YOUR ASSIGNMENT: Restate the data below word for word, keeping each line intact.

[[ STORED DATA open ]]

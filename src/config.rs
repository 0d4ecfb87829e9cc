//! Application configuration loaded from environment variables.
//!
//! Everything is read once at startup. The point-card API key is held as
//! an `Option` because its absence is a per-request failure ("Server
//! configuration error" with no outbound call), not a startup abort.

use std::env;

/// Default edge-function endpoint for the point-card service.
const DEFAULT_POINT_CARD_FUNCTION_URL: &str =
    "https://slrlavptojlkvujoiied.functions.supabase.co/link-profile";

/// Application configuration, loaded once at startup.
#[derive(Debug, Clone)]
pub struct Config {
    // --- Environment Variables (non-sensitive) ---
    /// Frontend URL for CORS
    pub frontend_url: String,
    /// SQLite database URL
    pub database_url: String,
    /// Point-card edge function endpoint
    pub point_card_function_url: String,
    /// Server port
    pub port: u16,

    // --- Secrets ---
    /// HS256 secret used by the auth provider to sign session tokens
    pub session_jwt_secret: Vec<u8>,
    /// Shared secret for the point-card edge function (`x-api-key`).
    /// `None` makes claim/fetch fail closed with a configuration error.
    pub point_card_api_key: Option<String>,
}

impl Config {
    /// Load configuration from environment variables.
    pub fn from_env() -> Result<Self, ConfigError> {
        dotenvy::dotenv().ok(); // Load .env file if present

        Ok(Self {
            frontend_url: env::var("FRONTEND_URL")
                .unwrap_or_else(|_| "http://localhost:3000".to_string()),
            database_url: env::var("DATABASE_URL")
                .unwrap_or_else(|_| "sqlite://fansite.db".to_string()),
            point_card_function_url: env::var("POINT_CARD_FUNCTION_URL")
                .unwrap_or_else(|_| DEFAULT_POINT_CARD_FUNCTION_URL.to_string()),
            port: env::var("PORT")
                .unwrap_or_else(|_| "8080".to_string())
                .parse()
                .unwrap_or(8080),

            session_jwt_secret: env::var("SESSION_JWT_SECRET")
                .map_err(|_| ConfigError::Missing("SESSION_JWT_SECRET"))?
                .into_bytes(),
            point_card_api_key: env::var("POINT_CARD_API_KEY")
                .ok()
                .map(|v| v.trim().to_string())
                .filter(|v| !v.is_empty()),
        })
    }

    /// Default config for testing only.
    pub fn test_default() -> Self {
        Self {
            frontend_url: "http://localhost:3000".to_string(),
            database_url: "sqlite::memory:".to_string(),
            point_card_function_url: "http://127.0.0.1:9".to_string(),
            port: 8080,
            session_jwt_secret: b"test_session_secret_32_bytes!!!".to_vec(),
            point_card_api_key: Some("test_api_key".to_string()),
        }
    }
}

/// Configuration errors
#[derive(Debug, thiserror::Error)]
pub enum ConfigError {
    #[error("Missing required environment variable: {0}")]
    Missing(&'static str),
}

[[ STORED DATA closed ]]

SOLUTION TO THIS EXERCISE:
filename src/config.rs
repository 0d4ecfb87829e9cc
//! Application configuration loaded from environment variables.
//!
//! Everything is read once at startup. The point-card API key is held as
//! an `Option` because its absence is a per-request failure ("Server
//! configuration error" with no outbound call), not a startup abort.

use std::env;

/// Default edge-function endpoint for the point-card service.
const DEFAULT_POINT_CARD_FUNCTION_URL: &str =
    "https://slrlavptojlkvujoiied.functions.supabase.co/link-profile";

/// Application configuration, loaded once at startup.
#[derive(Debug, Clone)]
pub struct Config {
    // --- Environment Variables (non-sensitive) ---
    /// Frontend URL for CORS
    pub frontend_url: String,
    /// SQLite database URL
    pub database_url: String,
    /// Point-card edge function endpoint
    pub point_card_function_url: String,
    /// Server port
    pub port: u16,

    // --- Secrets ---
    /// HS256 secret used by the auth provider to sign session tokens
    pub session_jwt_secret: Vec<u8>,
    /// Shared secret for the point-card edge function (`x-api-key`).
    /// `None` makes claim/fetch fail closed with a configuration error.
    pub point_card_api_key: Option<String>,
}

impl Config {
    /// Load configuration from environment variables.
    pub fn from_env() -> Result<Self, ConfigError> {
        dotenvy::dotenv().ok(); // Load .env file if present

        Ok(Self {
            frontend_url: env::var("FRONTEND_URL")
                .unwrap_or_else(|_| "http://localhost:3000".to_string()),
            database_url: env::var("DATABASE_URL")
                .unwrap_or_else(|_| "sqlite://fansite.db".to_string()),
            point_card_function_url: env::var("POINT_CARD_FUNCTION_URL")
                .unwrap_or_else(|_| DEFAULT_POINT_CARD_FUNCTION_URL.to_string()),
            port: env::var("PORT")
                .unwrap_or_else(|_| "8080".to_string())
                .parse()
                .unwrap_or(8080),

            session_jwt_secret: env::var("SESSION_JWT_SECRET")
                .map_err(|_| ConfigError::Missing("SESSION_JWT_SECRET"))?
                .into_bytes(),
            point_card_api_key: env::var("POINT_CARD_API_KEY")
                .ok()
                .map(|v| v.trim().to_string())
                .filter(|v| !v.is_empty()),
        })
    }

    /// Default config for testing only.
    pub fn test_default() -> Self {
        Self {
            frontend_url: "http://localhost:3000".to_string(),
            database_url: "sqlite::memory:".to_string(),
            point_card_function_url: "http://127.0.0.1:9".to_string(),
            port: 8080,
            session_jwt_secret: b"test_session_secret_32_bytes!!!".to_vec(),
            point_card_api_key: Some("test_api_key".to_string()),
        }
    }
}

/// Configuration errors
#[derive(Debug, thiserror::Error)]
pub enum ConfigError {
    #[error("Missing required environment variable: {0}")]
    Missing(&'static str),
}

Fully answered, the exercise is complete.